We all have behaviors that could use some improvement. Maybe we eat poorly, drink too much, smoke, or lash out angrily at others. An understanding of the processes of learning provides us with powerful tools for changing behavior. Let’s assume that your eating habits, like those of many students, do not meet the “My mom would approve” standard. Yet you are learning in your psychology course that good health habits are essential tools for managing stress (see Chapter 16). How do you bring about the necessary changes?
Before doing anything to produce change, you need to understand your current behavior. Many people have a poor understanding of what they actually eat during a day, so you could start by keeping a diary. What foods, and how much of them, do you eat? What else is going on when you eat well or poorly? What possible reinforcers or punishers are influencing your eating patterns? For example, let’s say that you observe a tendency to eat high-calorie snacks late at night while studying, even when you are not hungry. Your goal, then, is to eliminate these late-night snacks. Your baseline shows that your snacking is a social behavior. You consume these extra foods only when studying with a group. The social camaraderie and good taste of the food serve as powerful reinforcers for the behavior.

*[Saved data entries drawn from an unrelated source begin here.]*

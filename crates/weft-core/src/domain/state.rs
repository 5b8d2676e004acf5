//! Lifecycle states of workflows, invocations and tasks.

use std::fmt;

use serde::{Deserialize, Serialize};

/// Workflow lifecycle.
///
/// State transitions:
/// - Uncreated -> Unknown (WORKFLOW_CREATED)
/// - Unknown -> Ready (WORKFLOW_PARSED)
/// - Ready -> Ready (WORKFLOW_PARSED, re-resolution)
/// - any -> Deleted (WORKFLOW_DELETED)
#[derive(Debug, Clone, Copy, Default, PartialEq, Eq, Hash, Serialize, Deserialize)]
#[serde(rename_all = "SCREAMING_SNAKE_CASE")]
pub enum WorkflowState {
    /// No event has been applied yet.
    #[default]
    Uncreated,

    /// Spec is known, function references are not resolved yet.
    Unknown,

    /// Every task has a resolved function reference.
    Ready,

    /// Terminal.
    Deleted,
}

impl WorkflowState {
    pub fn is_terminal(self) -> bool {
        matches!(self, WorkflowState::Deleted)
    }
}

/// Invocation lifecycle.
///
/// State transitions:
/// - Uncreated -> InProgress (INVOCATION_CREATED)
/// - InProgress -> Succeeded (INVOCATION_COMPLETED)
/// - InProgress -> Aborted (INVOCATION_CANCELED)
#[derive(Debug, Clone, Copy, Default, PartialEq, Eq, Hash, Serialize, Deserialize)]
#[serde(rename_all = "SCREAMING_SNAKE_CASE")]
pub enum InvocationState {
    #[default]
    Uncreated,
    InProgress,
    Succeeded,
    Aborted,
}

impl InvocationState {
    /// Finished invocations no longer accept new tasks.
    pub fn is_terminal(self) -> bool {
        matches!(self, InvocationState::Succeeded | InvocationState::Aborted)
    }
}

/// Per-task state as far as workflow resolution is concerned.
#[derive(Debug, Clone, Copy, Default, PartialEq, Eq, Hash, Serialize, Deserialize)]
#[serde(rename_all = "SCREAMING_SNAKE_CASE")]
pub enum TaskState {
    /// Function reference not resolved yet.
    #[default]
    Unknown,

    /// Function reference resolved; the task can be scheduled.
    Ready,
}

impl fmt::Display for WorkflowState {
    fn fmt(&self, f: &mut fmt::Formatter<'_>) -> fmt::Result {
        fmt::Debug::fmt(self, f)
    }
}

impl fmt::Display for InvocationState {
    fn fmt(&self, f: &mut fmt::Formatter<'_>) -> fmt::Result {
        fmt::Debug::fmt(self, f)
    }
}
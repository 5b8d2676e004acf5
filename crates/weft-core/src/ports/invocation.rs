//! InvocationClient port - the controller of running invocations.

use async_trait::async_trait;

use crate::domain::{EngineError, InvocationSpec, Task};

/// What the dynamic expansion protocol needs from invocations.
#[async_trait]
pub trait InvocationClient: Send + Sync {
    /// Starts a new invocation and returns its id.
    async fn invoke(&self, spec: InvocationSpec) -> Result<String, EngineError>;

    /// Grafts `task` into the graph of a running invocation.
    async fn add_task(&self, invocation_id: &str, task: Task) -> Result<(), EngineError>;
}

Now that you have a better understanding of your problem behavior, you are in a good position to construct a plan. An important part of your plan is to choose appropriate consequences for your behavior. Again, it is essential that we design consequences that are meaningful to individuals. As we have argued in this chapter, positive reinforcement has many advantages over punishment. You might try placing the money you’re saving on junk food in a designated jar to buy a special (nonfood) treat at the end of a successful week, or allow yourself an extra study break each night that you meet your goals. If you are convinced that the only way that you will change is through punishment, you could take an alternative approach. Although some people have successfully stopped smoking through the use of positive punishment, including electric shock (Law & Tang, 1995), this sounds quite unpleasant. Instead, a negative punishment, such as losing texting privileges for the day following a failure to meet one’s goals, might work.
As you implement your program, track your progress and make any modifications that seem necessary. In addition to the improvement of your target behavior, a beneficial side effect of applying learning methods to your behavior is the knowledge that given the right tools, you can control your behavior.